What could have been disastrous for our economy was the huge increase in energy costs following the Russian invasion of Ukraine. India is particularly vulnerable to oil shocks, since it imports over three-fourths of its energy requirements. Luckily, India has been able to strike a deal with Russia and has started importing large quantities of oil from Russia at reasonable prices. In this case, Western sanctions on Russia have actually helped India since Russia was hard pressed to find large customers other than China. At any rate, oil imports from Russia now account for a fifth of overall Indian oil imports. There may be attempts from Western countries to place restrictions on these imports since a price cap has been imposed on Russian oil as part of the overall sanctions. So far, India has resisted all such attempts.

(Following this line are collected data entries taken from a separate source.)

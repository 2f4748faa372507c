//! Request id layers.
//!
//! Incoming requests without an `x-request-id` header get a fresh UUID. The
//! id is recorded on the request's trace span and copied onto the response.

use axum::body::Body;
use http::{HeaderName, Request};
use tower_http::request_id::{
    MakeRequestUuid, PropagateRequestIdLayer, RequestId, SetRequestIdLayer,
};
use tracing::Span;

/// Header name for request identification.
pub static X_REQUEST_ID: HeaderName = HeaderName::from_static("x-request-id");

/// Layer assigning a request id to requests that lack one.
pub fn set_request_id_layer() -> SetRequestIdLayer<MakeRequestUuid> {
    SetRequestIdLayer::new(X_REQUEST_ID.clone(), MakeRequestUuid)
}

/// Layer copying the request id onto the response.
pub fn propagate_request_id_layer() -> PropagateRequestIdLayer {
    PropagateRequestIdLayer::new(X_REQUEST_ID.clone())
}

/// Builds the trace span for a request, tagged with its request id.
pub fn make_request_span(request: &Request<Body>) -> Span {
    let request_id = request
        .extensions()
        .get::<RequestId>()
        .and_then(|id| id.header_value().to_str().ok())
        .unwrap_or("-");

    tracing::info_span!(
        "request",
        method = %request.method(),
        uri = %request.uri(),
        request_id = %request_id,
    )
}
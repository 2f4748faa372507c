//! CSV import, export and clear handlers.
//!
//! - `PUT [base]/import` - Load contacts from a CSV body
//! - `GET [base]/export` - Download every contact as CSV
//! - `GET [base]/clear` - Remove every contact

use addressbook_persistence::bulk::ImportMode;
use addressbook_persistence::core::RecordStorage;
use axum::{
    extract::State,
    http::{HeaderMap, HeaderName, HeaderValue, StatusCode, header},
    response::{IntoResponse, Response},
};
use tracing::{debug, info};

use crate::error::RestResult;
use crate::extractors::CsvBody;
use crate::state::AppState;

/// Header selecting the import mode.
pub static APPEND_TYPE: HeaderName = HeaderName::from_static("append-type");

/// Where a successful import redirects to.
pub const IMPORT_REDIRECT: &str = "/api/v1/addressbook/";

/// File name offered for the export download.
pub const EXPORT_FILE_NAME: &str = "import.csv";

/// Handler for CSV import.
///
/// Rows are `id,first_name,last_name,email,phone` with no header line.
/// Malformed and invalid rows are skipped. The `Append-Type` header picks
/// the mode:
///
/// - `clear` - Remove every contact first, then insert the rows
/// - `append` - Insert the rows, failing on an id that already exists
/// - anything else or absent - Insert or replace each row by id
///
/// # Response
///
/// - `302 Found` - Imported, redirects to the API root
/// - `400 Bad Request` - Empty or malformed body
/// - `413 Payload Too Large` - Body exceeds the configured limit
/// - `415 Unsupported Media Type` - Body is not `text/csv`
/// - `500 Internal Server Error` - A write failed; earlier rows stay applied
pub async fn import_handler<S>(
    State(state): State<AppState<S>>,
    headers: HeaderMap,
    CsvBody(body): CsvBody,
) -> RestResult<Response>
where
    S: RecordStorage + Send + Sync + 'static,
{
    let mode = ImportMode::from_header(headers.get(&APPEND_TYPE).and_then(|v| v.to_str().ok()));
    debug!(mode = %mode, bytes = body.len(), "Processing import request");

    let summary = state.service().import(&body, mode).await?;
    info!(
        mode = %summary.mode,
        applied = summary.applied,
        skipped = summary.skipped,
        "CSV imported"
    );

    Ok((
        StatusCode::FOUND,
        [(header::LOCATION, HeaderValue::from_static(IMPORT_REDIRECT))],
    )
        .into_response())
}

/// Handler for CSV export.
///
/// # Response
///
/// - `200 OK` - `text/csv` attachment named `import.csv`
/// - `204 No Content` - There are no contacts
pub async fn export_handler<S>(State(state): State<AppState<S>>) -> RestResult<Response>
where
    S: RecordStorage + Send + Sync,
{
    debug!("Processing export request");

    let csv = state.service().export().await?;
    let disposition = format!("attachment; filename={}", EXPORT_FILE_NAME);

    Ok((
        StatusCode::OK,
        [
            (
                header::CONTENT_TYPE,
                HeaderValue::from_static("text/csv; charset=utf-8"),
            ),
            (
                header::CONTENT_DISPOSITION,
                HeaderValue::from_str(&disposition)
                    .unwrap_or_else(|_| HeaderValue::from_static("attachment")),
            ),
        ],
        csv,
    )
        .into_response())
}

/// Handler removing every contact.
///
/// # Response
///
/// - `200 OK` - Empty body
pub async fn clear_handler<S>(State(state): State<AppState<S>>) -> RestResult<Response>
where
    S: RecordStorage + Send + Sync,
{
    let removed = state.service().clear_all().await?;
    debug!(removed, "Processed clear request");

    Ok(StatusCode::OK.into_response())
}
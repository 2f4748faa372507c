//! Address book service.
//!
//! Serves contact records over HTTP, backed by MongoDB or an in-memory store.

use std::sync::Arc;

use addressbook_persistence::backends::memory::MemoryBackend;
use addressbook_persistence::core::{Backend, BackendKind, RecordStorage};
use addressbook_persistence::health::HealthMonitor;
use addressbook_rest::{AppState, ServerConfig, create_app_with_state, init_logging};
use clap::Parser;
use tracing::{info, warn};

#[cfg(feature = "mongodb")]
use addressbook_persistence::backends::mongodb::MongoBackend;

/// Starts the Axum HTTP server and runs until a shutdown signal arrives.
async fn serve(app: axum::Router, config: &ServerConfig) -> anyhow::Result<()> {
    let addr = config.socket_addr();
    info!(address = %addr, "Server listening");
    let listener = tokio::net::TcpListener::bind(&addr).await?;
    axum::serve(listener, app)
        .with_graceful_shutdown(shutdown_signal())
        .await?;
    Ok(())
}

/// Resolves on Ctrl+C, or SIGTERM on Unix.
async fn shutdown_signal() {
    let ctrl_c = async {
        if let Err(e) = tokio::signal::ctrl_c().await {
            warn!(error = %e, "Failed to listen for Ctrl+C");
            std::future::pending::<()>().await;
        }
    };

    #[cfg(unix)]
    let terminate = async {
        match tokio::signal::unix::signal(tokio::signal::unix::SignalKind::terminate()) {
            Ok(mut signal) => {
                signal.recv().await;
            }
            Err(e) => {
                warn!(error = %e, "Failed to listen for SIGTERM");
                std::future::pending::<()>().await;
            }
        }
    };

    #[cfg(not(unix))]
    let terminate = std::future::pending::<()>();

    tokio::select! {
        _ = ctrl_c => {},
        _ = terminate => {},
    }

    info!("Shutdown signal received");
}

/// Runs the server over `backend` with the health monitor attached.
async fn run<B>(backend: Arc<B>, config: ServerConfig) -> anyhow::Result<()>
where
    B: RecordStorage + Backend + 'static,
{
    let mut monitor = HealthMonitor::new(config.health_config());
    let monitor_task = monitor.start(backend.clone());

    let state = AppState::new(backend, config.clone()).with_health(monitor.status_handle());
    let app = create_app_with_state(state);
    let result = serve(app, &config).await;

    monitor.stop().await;
    if let Err(e) = monitor_task.await {
        warn!(error = %e, "Health monitor task ended abnormally");
    }

    result
}

#[tokio::main]
async fn main() -> anyhow::Result<()> {
    let config = ServerConfig::parse();
    init_logging(&config.log_level);

    if let Err(errors) = config.validate() {
        for error in &errors {
            eprintln!("Configuration error: {}", error);
        }
        std::process::exit(1);
    }

    info!(
        port = config.port,
        host = %config.host,
        env = %config.environment,
        revision = %config.revision,
        storage_backend = %config.storage_backend,
        "Starting address book service"
    );

    match config.storage_backend {
        BackendKind::MongoDB => start_mongodb(config).await,
        BackendKind::Memory => start_memory(config).await,
    }
}

/// Starts the server with the in-memory backend.
async fn start_memory(config: ServerConfig) -> anyhow::Result<()> {
    warn!("Using the in-memory backend; records are lost on exit");
    let backend = Arc::new(MemoryBackend::with_config(config.memory_config()));
    run(backend, config).await
}

/// Starts the server with the MongoDB backend.
#[cfg(feature = "mongodb")]
async fn start_mongodb(config: ServerConfig) -> anyhow::Result<()> {
    let mongo_config = config.mongo_config();
    info!(
        url = %mongo_config.redacted_connection_string(),
        database = %mongo_config.database,
        collection = %mongo_config.collection,
        "Initializing MongoDB backend"
    );

    let backend = MongoBackend::connect(mongo_config).await?;

    // Without the indexes the service still works, with the create race open.
    if let Err(e) = backend.initialize().await {
        warn!(error = %e, "Failed to create unique indexes");
    }

    run(Arc::new(backend), config).await
}

/// Fallback when mongodb feature is not enabled.
#[cfg(not(feature = "mongodb"))]
async fn start_mongodb(_config: ServerConfig) -> anyhow::Result<()> {
    anyhow::bail!(
        "The mongodb backend requires the 'mongodb' feature. \
         Build with: cargo build -p addressbook --features mongodb"
    )
}
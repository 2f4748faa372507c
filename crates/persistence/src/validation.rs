//! Record validation.
//!
//! A record is valid when its e-mail matches the address pattern and both
//! names are non-empty runs of ASCII letters. Every check runs on every call
//! so clients see all problems at once.

use std::sync::LazyLock;

use regex::Regex;
use serde::Serialize;

use crate::types::Record;

// Local part accepts both the ASCII apostrophe and U+2019.
static EMAIL_PATTERN: LazyLock<Regex> = LazyLock::new(|| {
    Regex::new(r"^[a-zA-Z0-9.!#$%&'\x{2019}*+/=?^_`{|}~-]+@[a-zA-Z0-9-]+(?:\.[a-zA-Z0-9-]+)*$")
        .expect("email pattern is valid")
});

static NAME_PATTERN: LazyLock<Regex> =
    LazyLock::new(|| Regex::new(r"^[a-zA-Z]+$").expect("name pattern is valid"));

/// A single failed field check.
#[derive(Debug, Clone, PartialEq, Eq, Serialize)]
pub struct Violation {
    /// The offending field.
    pub field: &'static str,
    /// Client-facing message.
    pub message: String,
}

impl Violation {
    /// Creates a violation.
    pub fn new(field: &'static str, message: impl Into<String>) -> Self {
        Self {
            field,
            message: message.into(),
        }
    }
}

/// Checks a record, returning every violation found.
///
/// The order is fixed: email, first name, last name. An empty result means
/// the record is valid. The phone number is not checked.
pub fn validate(record: &Record) -> Vec<Violation> {
    let mut violations = Vec::new();

    if !is_valid_email(&record.email) {
        violations.push(Violation::new("email", "email is incorrect"));
    }
    if !is_valid_name(&record.first_name) {
        violations.push(Violation::new("first_name", "first name is incorrect"));
    }
    if !is_valid_name(&record.last_name) {
        violations.push(Violation::new("last_name", "last name is incorrect"));
    }

    violations
}

/// Returns `true` if `email` matches the address pattern.
pub fn is_valid_email(email: &str) -> bool {
    EMAIL_PATTERN.is_match(email)
}

/// Returns `true` if `name` is one or more ASCII letters.
pub fn is_valid_name(name: &str) -> bool {
    NAME_PATTERN.is_match(name)
}

#[cfg(test)]
mod tests {
    use super::*;

    fn messages(record: &Record) -> Vec<String> {
        validate(record).into_iter().map(|v| v.message).collect()
    }

    #[test]
    fn test_valid_record() {
        let record = Record::new("John", "Doe", "john.doe@example.com", "");
        assert!(validate(&record).is_empty());
    }

    #[test]
    fn test_all_violations_reported_in_order() {
        let record = Record::new("J0hn", "", "not-an-email", "123");
        assert_eq!(
            messages(&record),
            vec![
                "email is incorrect",
                "first name is incorrect",
                "last name is incorrect"
            ]
        );
    }

    #[test]
    fn test_single_violation() {
        let record = Record::new("John", "Doe", "bad", "");
        assert_eq!(messages(&record), vec!["email is incorrect"]);
        assert_eq!(validate(&record)[0].field, "email");
    }

    #[test]
    fn test_email_pattern() {
        assert!(is_valid_email("a@b"));
        assert!(is_valid_email("first.last+tag@mail-server.example.org"));
        assert!(is_valid_email("o'brien@example.com"));
        assert!(is_valid_email("o\u{2019}brien@example.com"));

        assert!(!is_valid_email(""));
        assert!(!is_valid_email("@example.com"));
        assert!(!is_valid_email("john@"));
        assert!(!is_valid_email("john@exa_mple.com"));
        assert!(!is_valid_email("john@example..com"));
        assert!(!is_valid_email("john doe@example.com"));
    }

    #[test]
    fn test_name_pattern() {
        assert!(is_valid_name("Ann"));
        assert!(!is_valid_name(""));
        assert!(!is_valid_name("Anne-Marie"));
        assert!(!is_valid_name("José"));
        assert!(!is_valid_name("Ann "));
    }
}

One consequence of the global slowdown, of course, is a reduction in demand for Indian exports. There has been a fall in exports of several items, including engineering goods, petroleum products, gems and jewellery, and textiles. Luckily, the impact on the overall rate of growth has not been disastrous so far, since exports constitute less than a fifth of our economy. Potentially more dangerous is that India may be importing inflation because of high prices abroad of a whole range of goods that India does import. This, combined with domestic pressures, has resulted in very high rates of inflation. The Reserve Bank of India has been forced to raise interest rates to contain the price rise and this may turn out to be a big constraint on future growth.

In times of global distress, it is natural to argue that the partial decoupling of the Indian economy from the world economy is a blessing, since it ensures that the domestic economy is insulated from the world economy. However, it should be kept in mind that this also prevents us from capturing much of the benefit when the world economy is booming.

Bhaskar Dutta is distinguished university professor of economics, Ashoka University.